Now, sir, is this Convention determined that it will do nothing in this regard for the relief of the people of this State? The objection to the amendment of the gentleman from Lycoming was struck at once and directly by the interrogation, as I understood it, of the gentleman from Franklin (Mr. Sharpe.) I understood it to be admitted by the gentleman from Lycoming that his amendment would not prevent such a discrimination against the people of this State, as that the labor, the manufacturing productions, the enterprise, the, produce of every kind of other States, might not be brought through here at such rates as would discriminate against and even destroy the enterprise and the industry of our own people. It would not prevent the manufacturer of Chicago, as the illustration was, from bringing his goods to Philadelphia, past the very door of the manufacturer of Pittsburg, and putting them in this market at a lower rate for the expense of transportation than it would place the same articles for the manufacturer in Pittsburg in this market.

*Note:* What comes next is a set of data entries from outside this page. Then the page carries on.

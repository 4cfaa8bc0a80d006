//! Declarative description of the action for a host binding layer.
//!
//! The dispatcher never reads this table. Hosts use it to render binding
//! forms and to know which context names map onto [`RequestConfig`] fields.
//!
//! Older rule configurations also offered a free-form, multi-valued `data`
//! input restricted to data selection. The payload shape is fixed, so that
//! input is not part of this table and a `data` binding is ignored.
//!
//! [`RequestConfig`]: crate::RequestConfig

use serde::Serialize;
use strum::{AsRefStr, Display};

/// Identifier the action is registered under.
pub const ACTION_ID: &str = "rules_api_post";

/// Data type of a context value.
#[derive(Debug, Clone, Copy, PartialEq, Eq, Serialize, AsRefStr, Display)]
#[serde(rename_all = "snake_case")]
#[strum(serialize_all = "snake_case")]
pub enum DataType {
    String,
    Integer,
    Float,
}

/// One input or output of the action.
#[derive(Debug, Clone, PartialEq, Serialize)]
pub struct ContextDefinition {
    /// Binding name, matching the camelCase [`RequestConfig`](crate::RequestConfig) field.
    pub name: &'static str,
    pub data_type: DataType,
    pub label: &'static str,
    pub description: &'static str,
    pub required: bool,
    /// Whether the binding accepts a list of values.
    pub multiple: bool,
    #[serde(skip_serializing_if = "Option::is_none")]
    pub default_value: Option<serde_json::Value>,
}

impl ContextDefinition {
    fn new(
        name: &'static str,
        data_type: DataType,
        label: &'static str,
        description: &'static str,
    ) -> Self {
        Self {
            name,
            data_type,
            label,
            description,
            required: false,
            multiple: false,
            default_value: None,
        }
    }

    fn required(mut self) -> Self {
        self.required = true;
        self
    }

    fn multiple(mut self) -> Self {
        self.multiple = true;
        self
    }

    fn default_value(mut self, value: impl Into<serde_json::Value>) -> Self {
        self.default_value = Some(value.into());
        self
    }
}

/// Full description of the action: its inputs and what it provides.
#[derive(Debug, Clone, PartialEq, Serialize)]
pub struct ActionDefinition {
    pub id: &'static str,
    pub label: &'static str,
    pub category: &'static str,
    pub context: Vec<ContextDefinition>,
    pub provides: Vec<ContextDefinition>,
}

impl ActionDefinition {
    /// Returns the definition of the API POST action.
    pub fn api_post() -> Self {
        Self {
            id: ACTION_ID,
            label: "Rules Action for API POST",
            category: "Data",
            context: vec![
                ContextDefinition::new(
                    "url",
                    DataType::String,
                    "URL",
                    "The endpoint the request is sent to, e.g. https://example.com/node?_format=hal_json",
                )
                .required()
                .multiple(),
                ContextDefinition::new(
                    "linkUrl",
                    DataType::String,
                    "Link URL",
                    "The REST type link of the created item, e.g. https://example.com/rest/type/node/article",
                )
                .required()
                .multiple(),
                ContextDefinition::new(
                    "apiUser",
                    DataType::String,
                    "API User Name",
                    "Username for API access",
                ),
                ContextDefinition::new(
                    "apiPass",
                    DataType::String,
                    "API User Password",
                    "Password for API access",
                ),
                ContextDefinition::new(
                    "apiToken",
                    DataType::String,
                    "API Session Token",
                    "Session token sent as X-CSRF-Token",
                ),
                ContextDefinition::new(
                    "userId",
                    DataType::String,
                    "User ID",
                    "Stored in the field_user_id field, which must exist on the content type",
                ),
                ContextDefinition::new(
                    "headers",
                    DataType::String,
                    "Headers",
                    "Extra request headers as 'name: value' pairs, one per line",
                ),
                ContextDefinition::new(
                    "method",
                    DataType::String,
                    "Method",
                    "HTTP method such as POST, PUT or PATCH",
                )
                .default_value("POST"),
                ContextDefinition::new(
                    "maxRedirects",
                    DataType::Integer,
                    "Max Redirect",
                    "How many times a redirect may be followed",
                )
                .default_value(crate::config::DEFAULT_MAX_REDIRECTS),
                ContextDefinition::new(
                    "timeoutSeconds",
                    DataType::Float,
                    "Timeout",
                    "The maximum number of seconds the request may take",
                )
                .default_value(crate::config::DEFAULT_TIMEOUT_SECS),
            ],
            provides: vec![ContextDefinition::new(
                "http_response",
                DataType::String,
                "HTTP data",
                "Raw body of the endpoint's 200 response",
            )],
        }
    }

    /// Looks up an input by binding name.
    pub fn input(&self, name: &str) -> Option<&ContextDefinition> {
        self.context.iter().find(|context| context.name == name)
    }
}

#[cfg(test)]
mod tests {
    use super::*;
    use crate::RequestConfig;

    #[test]
    fn test_required_inputs() {
        let definition = ActionDefinition::api_post();
        let required: Vec<_> = definition
            .context
            .iter()
            .filter(|context| context.required)
            .map(|context| context.name)
            .collect();
        assert_eq!(required, ["url", "linkUrl"]);
        assert!(definition.input("url").unwrap().multiple);
    }

    #[test]
    fn test_defaults_match_config() {
        let definition = ActionDefinition::api_post();
        assert_eq!(
            definition.input("maxRedirects").unwrap().default_value,
            Some(serde_json::json!(3))
        );
        assert_eq!(
            definition.input("timeoutSeconds").unwrap().default_value,
            Some(serde_json::json!(30.0))
        );
    }

    #[test]
    fn test_binding_names_deserialize_into_config() {
        let definition = ActionDefinition::api_post();
        let mut bindings = serde_json::Map::new();
        for context in &definition.context {
            let value = match (context.data_type, context.multiple) {
                (DataType::String, true) => serde_json::json!(["https://example.com/x"]),
                (DataType::String, false) => serde_json::json!("value"),
                (DataType::Integer, _) => serde_json::json!(1),
                (DataType::Float, _) => serde_json::json!(1.5),
            };
            bindings.insert(context.name.to_owned(), value);
        }

        let config: RequestConfig = serde_json::from_value(bindings.into()).unwrap();
        assert_eq!(config.user_id.as_deref(), Some("value"));
        assert_eq!(config.max_redirects, Some(1));
        assert_eq!(config.timeout_seconds, Some(1.5));
    }

    #[test]
    fn test_free_form_data_input_not_offered() {
        let definition = ActionDefinition::api_post();
        assert!(definition.input("data").is_none());

        let config: RequestConfig = serde_json::from_value(serde_json::json!({
            "url": ["https://example.com/node"],
            "linkUrl": ["https://example.com/rest/type/node/article"],
            "data": ["ignored"]
        }))
        .unwrap();
        assert!(config.resolve().is_ok());
    }

    #[test]
    fn test_serialized_shape() {
        let value = serde_json::to_value(ActionDefinition::api_post()).unwrap();
        assert_eq!(value["id"], ACTION_ID);
        assert_eq!(value["provides"][0]["name"], "http_response");
        assert_eq!(value["context"][0]["data_type"], "string");
    }
}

Now, sir, any amendment which has that practical effect never ought to receive the sanction of this body. What we ask is simple justice; what we ask is fairness of dealing in this matter as regards the citizens of this State. We do not say that we can come down here and lay a line of strict and accurate demarcation. That is not our idea at all. It is not practicable, I admit, to do that. At the best, you can only approximate it, and at the very best this section and the amendment of the gentleman from Allegheny are but an approximation to the right rule. But it is necessary in a matter of this kind that there should be some play given, that

there should be some room for the great transporting corporations of the Commonwealth to arrange their business within certain limits; and the practical limit here defined is that the citizen of the State shall not be put at a disadvantage in comparison with the citizens of other States, and the citizens within the State shall not be injuriously discriminated against as between themselves. That is the whole principle involved in this. It is justice, justice as nearly as you can attain, not exact in all that we should do if it lay in our power, as I apprehend, for the people of the State, but it is all that we can do. We can approach the mark no nearer than that.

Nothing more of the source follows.